OFFICIAL PUBLICATION OF THE NEBRASKA BANKERS ASSOCIATION

Pub. 18 2023-2024 Issue 5

Counselor’s Corner – Recent Community Bank M&A Trend: Divestiture of Insurance Agencies

Sale and merger transactions involving community banks were infrequent in 2023. Transaction volumes were lower than prior years, both regionally and at the national level. However, the merger and acquisition market related to insurance agencies, both those affiliated with community banks and those not affiliated with community banks, saw increased activity in 2023. This article identifies some reasons for these divergent trends and discusses factors that owners and management of community banks should consider when exploring the possible sale of an affiliate insurance agency.

Part One: Recent M&A Market Activity

Lack of Community Bank Activity
There was minimal community bank acquisition and sale activity in Nebraska in 2023.1 Transaction volume was similarly significantly reduced on a national level compared to 2022. Many reasons led to this lack of activity. Most prominently, increased economic uncertainty and the Federal Reserve’s response to inflationary conditions created a difficult transaction environment. As economic uncertainty increased, community bank buyers became more conservative in their valuation of target institutions. To the extent buyers were previously willing to ascribe value to earnings projections, they became less willing to do so. Instead, buyers increased their focus on the current tangible book value of target institutions as the primary focus for valuation.

As readers of this article are well aware, community bank balance sheets have been stressed in 2023 due to rising interest rates. These higher rates have required would-be buyers to place more scrutiny on target bank’s allowance for loan losses. Additionally, and perhaps more importantly for the bank transaction market, rising rates have led many community banks to experience unrealized losses in the value of their securities portfolios.

These unrealized losses created a chasm between the valuation expectations of would-be buyers and owners of community banks. Given the current environment, buyers argued that held-to-maturity securities should be marked to market for purposes of transaction valuations, while sellers countered that such losses are temporary in nature and a full market valuation adjustment is unwarranted. There are numerous ways to find a middle ground on this issue, and transaction activity on a national level has picked up during the second half of 2023 — perhaps signaling that buyers and sellers have begun to agree on an approach.

Increased Insurance Agency Activity
While the community bank transaction market was relatively quiet in 2023, transactions involving independent insurance agencies were numerous. Sellers of insurance agencies have found many willing buyers, including several national insurance conglomerates that are aggressively expanding. Competition among buyers, coupled with increased insurance premium prices in the industry, produced increased sale premiums for insurance agencies in 2023.

Capitalizing on these trends, some community banks with affiliate agencies have chosen to sell such agencies2 at these elevated valuations and contribute the sale proceeds to bank capital to strengthen their balance sheets.3 This has been a popular capital-raising strategy across banks of all sizes in 2023.4 There have also been several insurance agency acquisitions from non-financial institution sellers in Nebraska and the surrounding states in 2023.

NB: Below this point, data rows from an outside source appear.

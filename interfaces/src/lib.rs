//! Signal Persistence Interfaces Library
//!
//! This crate writes generated sample sequences to disk and reads them back,
//! either as decimal text or as a named native binary record.

pub mod signal_types;
pub mod text_file;
pub mod binary_file;

pub use signal_types::NamedSignal;

use common::{FileType, PersistencePlan};
use std::path::PathBuf;
use thiserror::Error;
use tracing::info;

/// Interface errors
#[derive(Error, Debug)]
pub enum InterfaceError {
    #[error("I/O error on {path}: {source}")]
    Io {
        path: PathBuf,
        #[source]
        source: std::io::Error,
    },

    #[error("Serialization error on {path}: {source}")]
    SerializationError {
        path: PathBuf,
        #[source]
        source: bincode::Error,
    },

    #[error("Invalid sample in {path} at line {line}: {text}")]
    InvalidSample {
        path: PathBuf,
        line: usize,
        text: String,
    },
}

/// Write `samples` according to `plan`, returning the path written
pub fn persist(plan: &PersistencePlan, samples: &[f64]) -> Result<PathBuf, InterfaceError> {
    let path = plan.target_path();
    match plan.file_type {
        FileType::Text => text_file::write_text(&path, samples)?,
        FileType::Binary => {
            let name = path
                .file_stem()
                .map(|s| s.to_string_lossy().into_owned())
                .unwrap_or_else(|| plan.file_name.clone());
            binary_file::write_binary(&path, &NamedSignal::new(name, samples.to_vec()))?
        }
    }

    info!(
        "Wrote {} samples to {} ({})",
        samples.len(),
        path.display(),
        plan.file_type
    );
    Ok(path)
}

/// Read samples back in the format given by `file_type`
pub fn load(path: &std::path::Path, file_type: FileType) -> Result<Vec<f64>, InterfaceError> {
    match file_type {
        FileType::Text => text_file::read_text(path),
        FileType::Binary => Ok(binary_file::read_binary(path)?.samples),
    }
}


#[cfg(test)]
mod tests {
    use super::*;
    use crate::test_support::scratch_path;

    #[test]
    fn test_persist_text_appends_extension() {
        let base = scratch_path("persist_text");
        let plan = PersistencePlan {
            file_type: FileType::Text,
            file_name: base.to_string_lossy().into_owned(),
        };
        let samples = vec![0.5, -1.25, 3.0e-7];
        let path = persist(&plan, &samples).unwrap();
        assert_eq!(path.extension().unwrap(), "txt");
        assert_eq!(load(&path, FileType::Text).unwrap(), samples);
        std::fs::remove_file(path).unwrap();
    }

    #[test]
    fn test_persist_binary_uses_stem_as_name() {
        let base = scratch_path("persist_bin");
        let plan = PersistencePlan {
            file_type: FileType::Binary,
            file_name: base.to_string_lossy().into_owned(),
        };
        let samples = vec![1.0, 2.0, f64::MIN_POSITIVE];
        let path = persist(&plan, &samples).unwrap();
        let signal = binary_file::read_binary(&path).unwrap();
        assert_eq!(signal.name, base.file_name().unwrap().to_string_lossy());
        assert_eq!(load(&path, FileType::Binary).unwrap(), samples);
        std::fs::remove_file(path).unwrap();
    }

    #[test]
    fn test_persist_reports_target_on_failure() {
        let plan = PersistencePlan {
            file_type: FileType::Text,
            file_name: scratch_path("missing-dir/out.txt").to_string_lossy().into_owned(),
        };
        match persist(&plan, &[1.0]) {
            Err(InterfaceError::Io { path, .. }) => assert!(path.ends_with("out.txt")),
            other => panic!("expected I/O error, got {:?}", other),
        }
    }
}
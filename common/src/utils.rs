//! Common Utilities
//!
//! Numeric helpers shared by the waveform core

use num_complex::Complex64;
use num_traits::Zero;
use tracing::trace;

/// Check whether `n` is a power of two (zero is not)
pub fn is_power_of_two(n: usize) -> bool {
    n != 0 && n & (n - 1) == 0
}

/// Convert a Gray-coded value to its binary position
pub fn gray_to_binary(gray: usize) -> usize {
    let mut binary = gray;
    let mut shift = gray >> 1;
    while shift != 0 {
        binary ^= shift;
        shift >>= 1;
    }
    binary
}

/// Largest divisor of `n` that does not exceed its square root
pub fn largest_divisor_below_sqrt(n: usize) -> usize {
    let mut best = 1;
    let mut d = 1;
    while d * d <= n {
        if n % d == 0 {
            best = d;
        }
        d += 1;
    }
    best
}

/// Sample standard deviation (N - 1 denominator)
///
/// Returns zero for fewer than two samples.
pub fn sample_std_dev<I>(samples: I) -> f64
where
    I: Iterator<Item = f64> + Clone,
{
    let (count, sum) = samples
        .clone()
        .fold((0usize, 0.0), |(n, s), x| (n + 1, s + x));
    if count < 2 {
        return 0.0;
    }

    let mean = sum / count as f64;
    let var = samples.map(|x| (x - mean) * (x - mean)).sum::<f64>() / (count - 1) as f64;
    trace!("std dev over {} samples: mean={:.6}, var={:.6}", count, mean, var);
    var.sqrt()
}

/// Largest imaginary magnitude in a sequence of complex samples
pub fn max_imag_residue<'a, I>(samples: I) -> f64
where
    I: IntoIterator<Item = &'a Complex64>,
{
    samples
        .into_iter()
        .map(|c| c.im.abs())
        .fold(0.0, f64::max)
}

/// Complex zero, used for the padding symbol
pub fn complex_zero() -> Complex64 {
    Complex64::zero()
}

#[cfg(test)]
mod tests {
    use super::*;

    #[test]
    fn test_is_power_of_two() {
        assert!(!is_power_of_two(0));
        assert!(is_power_of_two(1));
        assert!(is_power_of_two(64));
        assert!(!is_power_of_two(48));
    }

    #[test]
    fn test_gray_to_binary() {
        // 3-bit Gray sequence 000 001 011 010 110 111 101 100
        let gray = [0b000, 0b001, 0b011, 0b010, 0b110, 0b111, 0b101, 0b100];
        for (pos, &g) in gray.iter().enumerate() {
            assert_eq!(gray_to_binary(g), pos);
        }
    }

    #[test]
    fn test_largest_divisor() {
        assert_eq!(largest_divisor_below_sqrt(64), 8);
        assert_eq!(largest_divisor_below_sqrt(32), 4);
        assert_eq!(largest_divisor_below_sqrt(6), 2);
        assert_eq!(largest_divisor_below_sqrt(7), 1);
    }

    #[test]
    fn test_sample_std_dev() {
        let data = [2.0, 4.0, 4.0, 4.0, 5.0, 5.0, 7.0, 9.0];
        // population std is 2, sample std is sqrt(32/7)
        let sd = sample_std_dev(data.iter().copied());
        assert!((sd - (32.0f64 / 7.0).sqrt()).abs() < 1e-12);
        assert_eq!(sample_std_dev([3.0].iter().copied()), 0.0);
    }

    #[test]
    fn test_max_imag_residue() {
        let v = [Complex64::new(1.0, 1e-9), Complex64::new(0.0, -2e-9)];
        assert_eq!(max_imag_residue(&v), 2e-9);
        assert_eq!(complex_zero(), Complex64::new(0.0, 0.0));
    }
}
//! Generation pipeline
//!
//! Runs symbol mapping, spectral allocation, synthesis and assembly for a
//! resolved configuration.

use crate::allocator::SpectralAllocator;
use crate::assembler::Waveform;
use crate::config::{Configuration, DataSource, GenerationOptions};
use crate::mapper::{generate_symbols, map_symbols};
use crate::synthesizer::WaveformSynthesizer;
use crate::WaveformError;
use rand::rngs::StdRng;
use rand::{Rng, SeedableRng};
use tracing::{debug, info, warn};

/// OFDM waveform generator for one configuration
pub struct WaveformGenerator {
    config: Configuration,
    allocator: SpectralAllocator,
    synthesizer: WaveformSynthesizer,
}

impl WaveformGenerator {
    /// Create a generator, planning the IFFT once
    pub fn new(config: Configuration) -> Self {
        let allocator = SpectralAllocator::new(config.subcarriers, config.variant);
        let synthesizer = WaveformSynthesizer::new(config.subcarriers);
        Self {
            config,
            allocator,
            synthesizer,
        }
    }

    /// Resolved configuration
    pub fn config(&self) -> &Configuration {
        &self.config
    }

    /// Random source for this run: seeded when a seed is configured
    pub fn rng(&self) -> StdRng {
        match self.config.seed {
            Some(seed) => StdRng::seed_from_u64(seed),
            None => {
                if self.config.data.is_random() {
                    warn!("No seed given; random symbol data is not reproducible");
                }
                StdRng::from_entropy()
            }
        }
    }

    /// Generate the waveform using the configured seed (or entropy)
    pub fn generate(&self) -> Result<Waveform, WaveformError> {
        let mut rng = self.rng();
        self.generate_with_rng(&mut rng)
    }

    /// Generate the waveform drawing random symbols from `rng`
    pub fn generate_with_rng<R: Rng + ?Sized>(&self, rng: &mut R) -> Result<Waveform, WaveformError> {
        let m = self.config.constellation.size();
        let symbols = match &self.config.data {
            DataSource::Length(len) => generate_symbols(*len, m, rng),
            DataSource::Symbols(symbols) => symbols.clone(),
        };

        let block = map_symbols(&symbols, m, self.config.data_carriers())?;
        let freq = self.allocator.allocate(&block, &self.config.constellation)?;
        let synthesis = self
            .synthesizer
            .synthesize(&freq, &self.config.synthesis_params())?;

        debug!(
            "Synthesis done: residue={:.3e}, std devs={}",
            synthesis.max_imag_residue,
            synthesis.column_std_devs.len()
        );

        let waveform = Waveform::assemble(synthesis, freq, symbols, block.pad_length);

        info!(
            "Generated {} {} OFDM symbols ({} samples, N={}, M={})",
            waveform.num_symbols(),
            self.config.variant,
            waveform.samples.len(),
            self.config.subcarriers,
            m
        );

        Ok(waveform)
    }
}

/// Resolve `options` and generate a waveform
pub fn generate(options: &GenerationOptions) -> Result<(Configuration, Waveform), WaveformError> {
    let config = options.resolve()?;
    let generator = WaveformGenerator::new(config);
    let waveform = generator.generate()?;
    Ok((generator.config, waveform))
}
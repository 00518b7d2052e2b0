//! Binary persistence: a bincode-encoded `NamedSignal`

use crate::{InterfaceError, NamedSignal};
use std::fs::File;
use std::io::{BufReader, BufWriter, Write};
use std::path::Path;
use tracing::debug;

/// Write a named signal as a native binary record
pub fn write_binary(path: &Path, signal: &NamedSignal) -> Result<(), InterfaceError> {
    let file = File::create(path).map_err(|source| InterfaceError::Io {
        path: path.to_path_buf(),
        source,
    })?;
    let mut writer = BufWriter::new(file);

    bincode::serialize_into(&mut writer, signal).map_err(|source| {
        InterfaceError::SerializationError {
            path: path.to_path_buf(),
            source,
        }
    })?;
    writer.flush().map_err(|source| InterfaceError::Io {
        path: path.to_path_buf(),
        source,
    })?;

    debug!(
        "Wrote binary signal '{}' ({} samples) to {}",
        signal.name,
        signal.samples.len(),
        path.display()
    );
    Ok(())
}

/// Read a record written by `write_binary`
pub fn read_binary(path: &Path) -> Result<NamedSignal, InterfaceError> {
    let file = File::open(path).map_err(|source| InterfaceError::Io {
        path: path.to_path_buf(),
        source,
    })?;

    bincode::deserialize_from(BufReader::new(file)).map_err(|source| {
        InterfaceError::SerializationError {
            path: path.to_path_buf(),
            source,
        }
    })
}
impl GenerationOptions {
    /// Create empty options (all defaults)
    pub fn new() -> Self {
        Self::default()
    }

    /// Set one option from its textual form
    ///
    /// The value is parsed before anything is assigned, so a failed call
    /// leaves the options untouched.
    pub fn set(&mut self, key: &str, value: &str) -> Result<(), WaveformError> {
        let key = key.trim();
        let value = value.trim();

        match key {
            "data" => self.data = Some(parse_data(value)?),
            "variant" => self.variant = Some(value.parse()?),
            "subcarriers" => self.subcarriers = Some(parse_number(key, value)?),
            "constellation" => self.constellation = Some(parse_constellation(value)?),
            "constellation_size" => self.constellation_size = Some(parse_number(key, value)?),
            "scale" => self.scale = Some(parse_number(key, value)?),
            "offset" => self.offset = Some(parse_number(key, value)?),
            "dco_offset_sd" => self.dco_offset_sd = Some(parse_number(key, value)?),
            "aco_offset_sd" => self.aco_offset_sd = Some(parse_number(key, value)?),
            "clip_low" => self.clip_low = Some(parse_number(key, value)?),
            "clip_high" => self.clip_high = Some(parse_number(key, value)?),
            "seed" => self.seed = Some(parse_number(key, value)?),
            "show_constellation" => self.show_constellation = Some(parse_bool(key, value)?),
            "file_type" => self.file_type = Some(value.parse()?),
            "file_name" => {
                if value.is_empty() {
                    return Err(invalid_value(key, value));
                }
                self.file_name = Some(value.to_string());
            }
            _ => return Err(WaveformError::UnknownParameter(key.to_string())),
        }

        debug!("Option {} = {}", key, value);
        Ok(())
    }

    /// Apply `key=value` pairs; stops at the first failure without applying any
    pub fn set_pairs<'a, I>(&mut self, pairs: I) -> Result<(), WaveformError>
    where
        I: IntoIterator<Item = &'a str>,
    {
        let mut staged = self.clone();
        for pair in pairs {
            let (key, value) = pair.split_once('=').ok_or_else(|| WaveformError::InvalidValue {
                key: pair.to_string(),
                value: "expected key=value".to_string(),
            })?;
            staged.set(key, value)?;
        }
        *self = staged;
        Ok(())
    }

    /// Apply every key of a TOML table; all or nothing
    pub fn apply_toml_str(&mut self, text: &str) -> Result<(), WaveformError> {
        let table: toml::Table = text
            .parse()
            .map_err(|e: toml::de::Error| WaveformError::ConfigurationFile(e.to_string()))?;

        let mut staged = self.clone();
        for (key, value) in &table {
            let text = toml_value_text(key, value)?;
            staged.set(key, &text)?;
        }
        *self = staged;
        Ok(())
    }

    /// Load options from a TOML document
    pub fn from_toml_str(text: &str) -> Result<Self, WaveformError> {
        let mut options = Self::default();
        options.apply_toml_str(text)?;
        Ok(options)
    }

    /// Validate all options and fill in defaults
    pub fn resolve(&self) -> Result<Configuration, WaveformError> {
        let variant = self.variant.unwrap_or_default();

        let subcarriers = self.subcarriers.unwrap_or(DEFAULT_SUBCARRIERS);
        if subcarriers < 4 || subcarriers % 2 != 0 {
            return Err(WaveformError::InvalidSubcarrierCount(format!(
                "{} (must be even and at least 4)",
                subcarriers
            )));
        }
        if variant == OfdmVariant::Aco && subcarriers % 4 != 0 {
            return Err(WaveformError::InvalidSubcarrierCount(format!(
                "{} (ACO requires a multiple of 4)",
                subcarriers
            )));
        }

        let constellation = match (&self.constellation, self.constellation_size) {
            (Some(points), size) => {
                if let Some(size) = size.filter(|&s| s != points.len()) {
                    return Err(WaveformError::InvalidConstellation(format!(
                        "{} points given but constellation_size is {}",
                        points.len(),
                        size
                    )));
                }
                Constellation::new(points.clone())?
            }
            (None, size) => Constellation::qam(size.unwrap_or(DEFAULT_CONSTELLATION_SIZE))?,
        };
        if !constellation.is_power_of_two() {
            warn!(
                "Constellation size {} is not a power of two",
                constellation.size()
            );
        }

        let data = self
            .data
            .clone()
            .unwrap_or(DataSource::Length(DEFAULT_DATA_LENGTH));
        validate_data(&data, constellation.size())?;

        let clip_low = self.clip_low.unwrap_or(0.0);
        let clip_high = self.clip_high.unwrap_or(f64::INFINITY);
        if clip_low.is_nan() || clip_high.is_nan() || clip_low > clip_high {
            return Err(WaveformError::InvalidClipRange {
                low: clip_low,
                high: clip_high,
            });
        }

        let scale = finite("scale", self.scale.unwrap_or(1.0))?;
        let offset = finite("offset", self.offset.unwrap_or(0.0))?;
        let dco_offset_sd = finite("dco_offset_sd", self.dco_offset_sd.unwrap_or(DEFAULT_DCO_OFFSET_SD))?;
        let aco_offset_sd = finite("aco_offset_sd", self.aco_offset_sd.unwrap_or(0.0))?;

        let explicit_output = self.file_type.is_some() || self.file_name.is_some();
        let persistence = (explicit_output || !self.output_requested).then(|| PersistencePlan {
            file_type: self.file_type.unwrap_or_default(),
            file_name: self
                .file_name
                .clone()
                .unwrap_or_else(|| DEFAULT_FILE_NAME.to_string()),
        });

        let config = Configuration {
            variant,
            subcarriers,
            constellation,
            data,
            scale,
            offset,
            dco_offset_sd,
            aco_offset_sd,
            clip_low,
            clip_high,
            seed: self.seed,
            show_constellation: self.show_constellation.unwrap_or(false),
            persistence,
        };

        debug!(
            "Resolved configuration: variant={}, N={}, M={}, d={}, data={}",
            config.variant,
            config.subcarriers,
            config.constellation.size(),
            config.data_carriers(),
            config.data.len()
        );

        Ok(config)
    }
}

fn validate_data(data: &DataSource, m: usize) -> Result<(), WaveformError> {
    match data {
        DataSource::Length(0) => Err(WaveformError::InvalidData(
            "data length must be positive".to_string(),
        )),
        DataSource::Length(_) => Ok(()),
        DataSource::Symbols(symbols) if symbols.is_empty() => Err(WaveformError::InvalidData(
            "symbol sequence is empty".to_string(),
        )),
        DataSource::Symbols(symbols) => {
            match symbols.iter().position(|&s| s < 1 || s > m) {
                Some(pos) => Err(WaveformError::InvalidData(format!(
                    "symbol {} at position {} is outside [1, {}]",
                    symbols[pos], pos, m
                ))),
                None => Ok(()),
            }
        }
    }
}

fn finite(key: &str, value: f64) -> Result<f64, WaveformError> {
    if value.is_finite() {
        Ok(value)
    } else {
        Err(invalid_value(key, &value.to_string()))
    }
}

fn invalid_value(key: &str, value: &str) -> WaveformError {
    WaveformError::InvalidValue {
        key: key.to_string(),
        value: value.to_string(),
    }
}

fn parse_number<T: std::str::FromStr>(key: &str, value: &str) -> Result<T, WaveformError> {
    value.parse::<T>().map_err(|_| invalid_value(key, value))
}

fn parse_bool(key: &str, value: &str) -> Result<bool, WaveformError> {
    match value.to_ascii_lowercase().as_str() {
        "true" | "yes" | "on" | "1" => Ok(true),
        "false" | "no" | "off" | "0" => Ok(false),
        _ => Err(invalid_value(key, value)),
    }
}
//! Common Utilities and Types Library
//!
//! This crate provides shared types and utilities used across the waveform generator.

pub mod types;
pub mod utils;

// Re-export commonly used items
pub use types::*;
pub use utils::*;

Part Two: Factors to Consider when Contemplating Selling an Affiliate Agency

Local and national buyers will likely continue to call on Nebraska banks with affiliate insurance agencies in 2024 in hopes of putting together transactions. These transactions present exciting capital-raising opportunities but may also present post-closing operational risks for the selling bank. To assess these risks, potential sellers should consider a number of factors when contemplating whether to pursue a transaction.

  1. Impact on Bank Earnings
    Affiliate insurance agencies may provide a boost to bank earnings from a non-core business segment.5 While an immediate capital injection from transaction proceeds is appealing, it is important to also assess the loss of future earnings. Pro forma financial statements should be prepared to reflect the overall impact of the transaction and should be evaluated by bank management and its external accountants. Banks should also consider the amount of bank business generated by insurance agency customers. Incremental bank business may be lost if agency customers move their insurance business elsewhere following a transaction.

  2. Scope of Restrictive Covenants
    Customer relationships are the foundation of any insurance agency business. Agency buyers will require non-competition and non-solicitation agreements from sellers in acquisition transactions. While a deal is unlikely to be completed without some restrictive covenants, there is usually some room to maneuver. A seller bank must carefully consider the scope of the restrictive covenants to which it can agree. In doing so, a seller bank needs to consider not only its own future business plans as they relate to the insurance industry but also whether any non-compete provision would burden a future acquirer or merger partner of the bank. To the greatest extent possible, these restrictive covenants should exclude the activities of future transaction parties from their scope. Without this exclusion, a potential future acquirer of a seller bank that operates its own insurance agency business may be unwilling to pursue a transaction during the restricted period.

    Members of bank management may also be required to sign restrictive covenants if they are equity owners of the affiliate agency or provide services to the agency. These individuals also must consider, among other things, whether their restrictive covenants would prevent them from providing services to a future bank acquirer with insurance agency operations.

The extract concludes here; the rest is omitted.